RM Transit‘s latest video takes a look at whether major cities should still plan their transit networks around a subway network, also referred to as a metro. Host Reece Martin starts with his signature phrase — “It depends.” But the longer answer is generally, yes, a gridded system of short high-frequency, high-capacity lines separated from traffic is a really dynamic addition to cities, especially those intending to grow by dense in-fill urban development rather than suburban sprawl. And regions intending to be climate leaders should be growing upward in the core, not outward in the fringe.

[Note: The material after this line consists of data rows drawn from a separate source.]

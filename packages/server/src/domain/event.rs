//! Events
//!
//! クライアントから届くフレーム（`EventDraft`）、サーバー側でメタデータを付与した
//! イベント（`Event`）、インスタンス間で運ばれる `RelayEnvelope` を定義します。
//!
//! ワイヤ形式はどれも `{"event_type": "...", "payload": {...}}` です。

use chrono::{DateTime, Utc};
use serde::{Deserialize, Serialize};

use super::value_object::{InstanceId, ProjectId, UserId};

/// イベントの種別
#[derive(Debug, Clone, Copy, PartialEq, Eq, Serialize, Deserialize)]
#[serde(rename_all = "lowercase")]
pub enum EventKind {
    /// 永続化され、プロジェクトのメンバーに配信される
    Message,
    /// 永続化されず、イベント自身が指定する宛先に配信される
    Notification,
}

/// プロジェクトに属するメッセージ
///
/// 作成後は変更されません。
#[derive(Debug, Clone, PartialEq, Serialize, Deserialize)]
pub struct MessagePayload {
    pub project_id: ProjectId,
    pub sender_id: UserId,
    pub content: String,
    pub created_at: DateTime<Utc>,
}

/// 宛先を自身で持つ通知
#[derive(Debug, Clone, PartialEq, Serialize, Deserialize)]
pub struct NotificationPayload {
    pub recipients: Vec<UserId>,
    pub sender_id: UserId,
    #[serde(default)]
    pub body: serde_json::Value,
    pub created_at: DateTime<Utc>,
}

/// 分類済みのイベント（アウトバウンドフレームと同じ形）
#[derive(Debug, Clone, PartialEq, Serialize, Deserialize)]
#[serde(tag = "event_type", content = "payload", rename_all = "lowercase")]
pub enum Event {
    Message(MessagePayload),
    Notification(NotificationPayload),
}

impl Event {
    pub fn kind(&self) -> EventKind {
        match self {
            Event::Message(_) => EventKind::Message,
            Event::Notification(_) => EventKind::Notification,
        }
    }

    pub fn sender_id(&self) -> UserId {
        match self {
            Event::Message(payload) => payload.sender_id,
            Event::Notification(payload) => payload.sender_id,
        }
    }

    pub fn created_at(&self) -> DateTime<Utc> {
        match self {
            Event::Message(payload) => payload.created_at,
            Event::Notification(payload) => payload.created_at,
        }
    }

    /// Project scope of a message; notifications carry none.
    pub fn project_id(&self) -> Option<ProjectId> {
        match self {
            Event::Message(payload) => Some(payload.project_id),
            Event::Notification(_) => None,
        }
    }
}

/// クライアントから届いたメッセージ本文
///
/// `sender_id` と `created_at` はサーバーが付与するため、ここには含めません
/// （クライアントが送ってきても無視されます）。
#[derive(Debug, Clone, PartialEq, Deserialize)]
pub struct MessageDraft {
    pub project_id: ProjectId,
    pub content: String,
}

/// クライアントから届いた通知本文
#[derive(Debug, Clone, PartialEq, Deserialize)]
pub struct NotificationDraft {
    pub recipients: Vec<UserId>,
    #[serde(default)]
    pub body: serde_json::Value,
}

/// デコード済みのインバウンドフレーム
#[derive(Debug, Clone, PartialEq, Deserialize)]
#[serde(tag = "event_type", content = "payload", rename_all = "lowercase")]
pub enum EventDraft {
    Message(MessageDraft),
    Notification(NotificationDraft),
}

impl EventDraft {
    /// Decodes one inbound text frame.
    pub fn decode(text: &str) -> Result<Self, serde_json::Error> {
        serde_json::from_str(text)
    }

    /// Stamps the server-side metadata and produces the immutable event.
    pub fn into_event(self, sender_id: UserId, created_at: DateTime<Utc>) -> Event {
        match self {
            EventDraft::Message(draft) => Event::Message(MessagePayload {
                project_id: draft.project_id,
                sender_id,
                content: draft.content,
                created_at,
            }),
            EventDraft::Notification(draft) => Event::Notification(NotificationPayload {
                recipients: draft.recipients,
                sender_id,
                body: draft.body,
                created_at,
            }),
        }
    }
}

/// リレー上を運ばれる単位
///
/// 受信側インスタンスが自分で宛先解決できるよう、プロジェクト ID を併せて運びます。
#[derive(Debug, Clone, PartialEq, Serialize, Deserialize)]
pub struct RelayEnvelope {
    pub origin: InstanceId,
    #[serde(default, skip_serializing_if = "Option::is_none")]
    pub project_id: Option<ProjectId>,
    pub event: Event,
}

impl RelayEnvelope {
    pub fn new(origin: InstanceId, event: Event) -> Self {
        Self {
            origin,
            project_id: event.project_id(),
            event,
        }
    }

    pub fn encode(&self) -> Result<Vec<u8>, serde_json::Error> {
        serde_json::to_vec(self)
    }

    pub fn decode(data: &[u8]) -> Result<Self, serde_json::Error> {
        serde_json::from_slice(data)
    }
}
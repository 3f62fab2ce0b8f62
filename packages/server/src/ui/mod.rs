//! UI layer
//!
//! HTTP / WebSocket の入り口。認証ゲート、アップグレード、読み込み・書き込みループ、
//! 履歴 API を提供します。

pub mod handler;
pub mod middleware;
pub mod server;
mod signal;
pub mod state;

pub use server::Server;
pub use state::AppState;
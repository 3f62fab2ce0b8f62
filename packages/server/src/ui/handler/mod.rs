//! Request handlers

pub mod http;
pub mod websocket;

pub use http::{get_message_history, health_check};
pub use websocket::websocket_handler;
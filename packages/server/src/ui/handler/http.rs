//! HTTP API endpoint handlers.

use std::sync::Arc;

use axum::{
    Extension, Json,
    extract::{Path, Query, State},
    http::StatusCode,
};

use crate::{
    domain::ProjectId,
    infrastructure::dto::http::{MessageDto, MessageHistoryDto, MessageHistoryQuery},
    ui::{middleware::AuthenticatedUser, state::AppState},
    usecase::HistoryError,
};

/// Health check endpoint
pub async fn health_check() -> Json<serde_json::Value> {
    Json(serde_json::json!({"status": "ok"}))
}

/// Messages of a project stored between `since` and `until` (default: now)
pub async fn get_message_history(
    State(state): State<Arc<AppState>>,
    Extension(AuthenticatedUser(requester)): Extension<AuthenticatedUser>,
    Path(project_id): Path<u64>,
    Query(query): Query<MessageHistoryQuery>,
) -> Result<Json<MessageHistoryDto>, StatusCode> {
    let project_id = ProjectId::new(project_id);
    match state
        .get_message_history_usecase
        .execute(requester, project_id, query.since, query.until)
        .await
    {
        Ok(messages) => {
            // Domain Model から DTO への変換
            let history = MessageHistoryDto {
                project_id: project_id.value(),
                messages: messages.into_iter().map(MessageDto::from).collect(),
            };
            Ok(Json(history))
        }
        Err(HistoryError::Forbidden) => {
            tracing::warn!(
                "User {} is not a member of project {}",
                requester,
                project_id
            );
            Err(StatusCode::FORBIDDEN)
        }
        Err(HistoryError::InvalidRange) => Err(StatusCode::BAD_REQUEST),
        Err(e) => {
            tracing::error!("Failed to load history of project {}: {}", project_id, e);
            Err(StatusCode::INTERNAL_SERVER_ERROR)
        }
    }
}
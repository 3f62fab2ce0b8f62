//! Infrastructure layer
//!
//! ドメイン層が定義する trait の具体的な実装と、インスタンスローカルな接続レジストリ。

pub mod auth;
pub mod connection_registry;
pub mod dto;
pub mod relay;
pub mod repository;

pub use connection_registry::ConnectionRegistry;
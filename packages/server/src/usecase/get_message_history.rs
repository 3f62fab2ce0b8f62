//! UseCase: プロジェクトのメッセージ履歴取得
//!
//! 要求したユーザーがプロジェクトのメンバーであることを確認してから、
//! 指定区間に保存されたメッセージを返します。

use std::sync::Arc;

use chrono::{DateTime, Utc};
use hibiki_shared::time::Clock;

use crate::domain::{MessagePayload, MessageStore, ProjectId, RecipientResolver, UserId};

use super::error::HistoryError;

/// メッセージ履歴取得のユースケース
pub struct GetMessageHistoryUseCase {
    store: Arc<dyn MessageStore>,
    resolver: Arc<dyn RecipientResolver>,
    clock: Arc<dyn Clock>,
}

impl GetMessageHistoryUseCase {
    pub fn new(
        store: Arc<dyn MessageStore>,
        resolver: Arc<dyn RecipientResolver>,
        clock: Arc<dyn Clock>,
    ) -> Self {
        Self {
            store,
            resolver,
            clock,
        }
    }

    /// `since` から `until`（省略時は現在時刻）までのメッセージを返す
    pub async fn execute(
        &self,
        requester: UserId,
        project_id: ProjectId,
        since: DateTime<Utc>,
        until: Option<DateTime<Utc>>,
    ) -> Result<Vec<MessagePayload>, HistoryError> {
        let until = until.unwrap_or_else(|| self.clock.now());
        if since > until {
            return Err(HistoryError::InvalidRange);
        }

        let members = self.resolver.members_of(project_id).await?;
        if !members.contains(&requester) {
            return Err(HistoryError::Forbidden);
        }

        Ok(self.store.messages_between(project_id, since, until).await?)
    }
}
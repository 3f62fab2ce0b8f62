//! UseCase 層のエラー型

use thiserror::Error;

use crate::domain::{ResolveError, StoreError};

/// Errors of the per-connection ingestion step
#[derive(Debug, Error)]
pub enum IngestError {
    /// Malformed frame; the caller drops it and keeps reading.
    #[error("failed to decode inbound frame: {0}")]
    Decode(#[from] serde_json::Error),

    #[error("{0} queue is closed")]
    QueueClosed(&'static str),
}

/// Errors of dispatching one relayed event
#[derive(Debug, Error)]
pub enum DispatchError {
    #[error("failed to resolve recipients: {0}")]
    Resolve(#[from] ResolveError),

    #[error("failed to encode outbound frame: {0}")]
    Encode(#[from] serde_json::Error),
}

impl DispatchError {
    /// Recipient lookup failed; only this event is skipped.
    pub fn is_resolution_failure(&self) -> bool {
        matches!(self, DispatchError::Resolve(_))
    }
}

/// Errors of the message history query
#[derive(Debug, Error)]
pub enum HistoryError {
    #[error("user is not a member of the project")]
    Forbidden,

    #[error("invalid range: since is after until")]
    InvalidRange,

    #[error(transparent)]
    Resolve(#[from] ResolveError),

    #[error(transparent)]
    Store(#[from] StoreError),
}
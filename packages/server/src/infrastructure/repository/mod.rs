//! Repository implementations

pub mod inmemory;

pub use inmemory::{InMemoryMembershipStore, InMemoryMessageStore};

It’s a great question for the Puget Sound region to ponder as it builds out its Link light rail system, which is being planned as a hybrid metro-commuter rail system. With a 62-mile-long split spine from Tacoma to Everett, this is not your normal metro. The extensions to Ballard and West Seattle will add more metro-like features to complement a spine that will be stretched to commuter rail lengths. However, getting the transfers right is essential to metros, and, unfortunately, recent Sound Transit station decisions have seriously compromised the future transfers. Incidentally, there’s a RM Transit video on that topic too. (If you like videos like these, RM Transit is definitely worth a follow.)

Plus, Link would need more lines and a compact grid rather than a hub and spoke system to embrace a metro identity over a commuter rail Frankenstein. Seattle’s recent update to its long-range rail plan offers some clues as to how that might happen in the next expansion measure.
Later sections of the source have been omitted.